(Above) Billy Bolger

Australia in 1934 was quite a different place with a population of 6.67 million. The country had just started a slow recovery from the Great Depression. That year Joseph Lyons was returned as Prime Minister. Graham Kennedy and Barry Humphries were born two days apart. Peter Pan won the Melbourne Cup. Richmond and Western Suburbs were football premiers. And it was around this time the first ute was produced by Ford in Geelong.

A rather significant achievement also occurred in Australian golf. Billy Bolger won the 1934 Australian Open at Royal Sydney with a world-record score of 283. It was the lowest aggregate in a four-round national open.

Wielding a persimmon wooden driver with a steel shaft, Bolger finished three strokes ahead of the great American Gene Sarazen who had been invited to Australia on an exhibition tour with Helen Hicks by one of the local equipment manufacturers.

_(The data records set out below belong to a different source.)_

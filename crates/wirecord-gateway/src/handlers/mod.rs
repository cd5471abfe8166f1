//! Gateway dispatch handlers
//!
//! `gateway_table` wires control opcodes and dispatch events to the session.

mod cache;
mod control;
mod voice;

use std::fmt;
use std::sync::Arc;

use serde::de::DeserializeOwned;
use serde_json::Value;
use wirecord_session::DispatchTable;

use crate::error::GatewayError;
use crate::events::GatewayEventType as E;
use crate::protocol::OpCode;
use crate::session::GatewayInner;

type Inner = Arc<GatewayInner>;

pub(crate) fn parse<T: DeserializeOwned>(name: impl fmt::Display, data: Value) -> Result<T, GatewayError> {
    serde_json::from_value(data).map_err(|e| GatewayError::payload(name, e))
}

/// Handler table shared by a session and every session that replaces it
pub(crate) fn gateway_table() -> DispatchTable<GatewayInner> {
    DispatchTable::new()
        // Control plane
        .on_op(OpCode::Hello.as_u8(), |s: Inner, d: Value| async move { control::on_hello(&s, d) })
        .on_op(OpCode::HeartbeatAck.as_u8(), |s: Inner, _| async move {
            control::on_heartbeat_ack(&s);
            Ok(())
        })
        .on_op(OpCode::Heartbeat.as_u8(), |s: Inner, _| async move { s.send_heartbeat() })
        .on_op(OpCode::Reconnect.as_u8(), |s: Inner, _| async move {
            control::on_reconnect(&s);
            Ok(())
        })
        .on_op(OpCode::InvalidSession.as_u8(), |s: Inner, d: Value| async move {
            control::on_invalid_session(&s, &d);
            Ok(())
        })
        // Session
        .on_event(E::Ready.as_str(), |s: Inner, d: Value| async move { control::on_ready(&s, d) })
        .on_event(E::Resumed.as_str(), |s: Inner, _| async move {
            control::on_resumed(&s);
            Ok(())
        })
        .on_event(E::UserUpdate.as_str(), |s: Inner, d: Value| async move {
            control::on_user_update(&s, &d);
            Ok(())
        })
        // Guilds
        .on_event(E::GuildCreate.as_str(), |s: Inner, d: Value| async move { cache::on_guild_create(&s, d) })
        .on_event(E::GuildUpdate.as_str(), |s: Inner, d: Value| async move { s.cache.update_guild(&d).map_err(GatewayError::from) })
        .on_event(E::GuildDelete.as_str(), |s: Inner, d: Value| async move { cache::on_guild_delete(&s, &d) })
        // Channels
        .on_event(E::ChannelCreate.as_str(), |s: Inner, d: Value| async move {
            cache::guild_scoped(&d, || s.cache.upsert_channel(&d))
        })
        .on_event(E::ChannelUpdate.as_str(), |s: Inner, d: Value| async move {
            cache::guild_scoped(&d, || s.cache.upsert_channel(&d))
        })
        .on_event(E::ChannelDelete.as_str(), |s: Inner, d: Value| async move {
            cache::guild_scoped(&d, || s.cache.remove_channel(&d))
        })
        // Members
        .on_event(E::GuildMemberAdd.as_str(), |s: Inner, d: Value| async move { s.cache.upsert_member(&d).map_err(GatewayError::from) })
        .on_event(E::GuildMemberUpdate.as_str(), |s: Inner, d: Value| async move { cache::on_member_update(&s, &d).await })
        .on_event(E::GuildMemberRemove.as_str(), |s: Inner, d: Value| async move {
            s.cache.remove_member(&d).map(drop).map_err(GatewayError::from)
        })
        .on_event(E::GuildMembersChunk.as_str(), |s: Inner, d: Value| async move { cache::on_members_chunk(&s, &d) })
        // Roles
        .on_event(E::GuildRoleCreate.as_str(), |s: Inner, d: Value| async move { s.cache.upsert_role(&d).map_err(GatewayError::from) })
        .on_event(E::GuildRoleUpdate.as_str(), |s: Inner, d: Value| async move { s.cache.upsert_role(&d).map_err(GatewayError::from) })
        .on_event(E::GuildRoleDelete.as_str(), |s: Inner, d: Value| async move { s.cache.remove_role(&d).map_err(GatewayError::from) })
        // Messages
        .on_event(E::MessageCreate.as_str(), |s: Inner, d: Value| async move {
            cache::guild_scoped(&d, || s.cache.insert_message(&d))
        })
        .on_event(E::MessageUpdate.as_str(), |s: Inner, d: Value| async move { cache::on_message_update(&s, &d).await })
        .on_event(E::MessageDelete.as_str(), |s: Inner, d: Value| async move {
            cache::guild_scoped(&d, || s.cache.remove_message(&d))
        })
        .on_event(E::MessageDeleteBulk.as_str(), |s: Inner, d: Value| async move {
            cache::guild_scoped(&d, || s.cache.remove_messages(&d))
        })
        // Reactions
        .on_event(E::MessageReactionAdd.as_str(), |s: Inner, d: Value| async move {
            cache::on_reaction(&s, &d, cache::Reaction::Add).await
        })
        .on_event(E::MessageReactionRemove.as_str(), |s: Inner, d: Value| async move {
            cache::on_reaction(&s, &d, cache::Reaction::Remove).await
        })
        .on_event(E::MessageReactionRemoveAll.as_str(), |s: Inner, d: Value| async move {
            cache::on_reaction(&s, &d, cache::Reaction::Clear).await
        })
        // Presence
        .on_event(E::PresenceUpdate.as_str(), |s: Inner, d: Value| async move {
            cache::guild_scoped(&d, || s.cache.set_presence(&d))
        })
        .on_event(E::TypingStart.as_str(), |_, d: Value| async move {
            tracing::trace!(channel_id = %d["channel_id"], user_id = %d["user_id"], "Typing");
            Ok(())
        })
        // Voice
        .on_event(E::VoiceStateUpdate.as_str(), |s: Inner, d: Value| async move { voice::on_voice_state_update(&s, &d) })
        .on_event(E::VoiceServerUpdate.as_str(), |s: Inner, d: Value| async move {
            voice::on_voice_server_update(&s, d).await
        })
        // Commands run after this handler through the command registry
        .on_event(E::InteractionCreate.as_str(), |_, d: Value| async move {
            tracing::debug!(interaction_id = %d["id"], command = %d["data"]["name"], "Interaction received");
            Ok(())
        })
        .with_command_event(E::InteractionCreate.as_str())
}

The great Gene Sarazen was one of the finest golfers of his era, but finished three shots behind Billy Bolger in the 1934 Australian Open at Royal Sydney.
The great Gene Sarazen was one of the finest golfers of his era, but finished three shots behind Billy Bolger in the 1934 Australian Open at Royal Sydney.

Don Spence finished five behind Bolger in third place despite making two double bogeys on Royal Sydney’s short par-3 sixth. Legendary trick-shot artist Joe Kirkwood was fourth (eight strokes back) while the young amateur Jim Ferrier was seventh (15 shots off the pace).

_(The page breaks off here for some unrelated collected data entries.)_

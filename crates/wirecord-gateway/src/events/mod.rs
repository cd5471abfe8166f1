//! Gateway dispatch events
//!
//! Names of the dispatch events the session handles.

mod event_types;

pub use event_types::GatewayEventType;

To defeat Sarazen at his peak was significant for Bolger and Australian golf. He was certainly one of the world’s finest players at that time, probably regarded as the best having won the US PGA Championship three times, US Open twice and the British Open.

Born in 1910, William Joseph Bolger grew up at Concord in Sydney’s inner west as part of a large family. His father died when he was 12 years of age. Young Billy augmented his mother’s income by caddieing at Concord Golf Club where he started playing the game with his brothers Edward (Ted) and Fred.

Bolger’s proficiency with a golf club led to his appointment as the first professional at what was to become Ashlar Golf Club in 1929. Two years later he transferred to the newly formed Oatlands Golf Club. At the official opening there in 1931, Bolger entertained those in attendance by driving a golf ball from a plasticine tee placed on the forehead of his assistant.

PGA professional Tommy Moore recalls seeing Bolger at an exhibition in 1948 at Asquith Golf Club. Every time one of the pros achieved a birdie, the gallery would throw coins onto the green.

“He was a very unassuming sort of fellow,” says Moore who established the golf heritage movement in Australia. “He was a lovely bloke. As I remember him, he had a slight impediment in his speech, so he didn’t go in for talking a lot.

“Billy was a wonderful golfer, a very wristy player . . . and absolutely magic around the green with his pitching. He could sort of pick the ball off bare lies and all that sort of thing.”

Bolger didn’t hit a long ball through the air. But he used to generate substantial length from a driver with eight degrees of loft on unwatered fairways that enabled quite a bit of run.

“They tell me he would arrive at the course just in time to put his shoes on. And he often didn’t do the laces up. He would throw a ball on the ground and hit it with a 1-wood [off the deck]. That’s how good he was.”

Bolger's talent was the stuff of legend. It is said he often arrived at tournaments at the very last minute without warming up, tossed his ball on the first tee and hit his 1-wood off the deck.
Bolger’s talent was the stuff of legend. It is said he often arrived at tournaments at the very last minute without warming up, tossed his ball on the first tee and hit his 1-wood off the deck.

Bolger’s Place In History

After leaving Oatlands, Bolger earned a living as a teaching pro for the sporting retailer Mick Simmons. For many years pre-WWII, he used to give lessons in the nets at its Haymarket store near Central railway station.

We’ll never really appreciate how good Bolger actually was as a golfer. Back in the 1930s, there weren’t the financial incentives for Australian professionals to travel abroad – which took four weeks by boat to England.

Bolger passed away on 27 August 1977. So it’s a little bit lost in history that one of the wonderful players in Australian golf didn’t really have the chance to prove himself on the world stage.

“These blokes were the best of their era. If he was alive today he would be part of this era and he would be top of the tree,” Moore says.

It’s worth noting six months after finishing runner-up to Bolger at the 1934 Australian Open, Sarazen would win the ‘Augusta National Invitation Tournament’ in a playoff against Craig Wood. In the final round Sarazen holed a 4-wood from 235 yards for an albatross 2 on the par-5 15th – described as “the shot heard ‘round the world”. That Masters’ victory cemented Sarazen’s place in history as the first golfer to win all four of the current Major championships.

‘The Squire’, as he was known, made good on his promise to avenge his defeat to Bolger and returned to Australia and won the 1936 Open at Metropolitan Golf Club in Melbourne to become the tournament’s first international champion.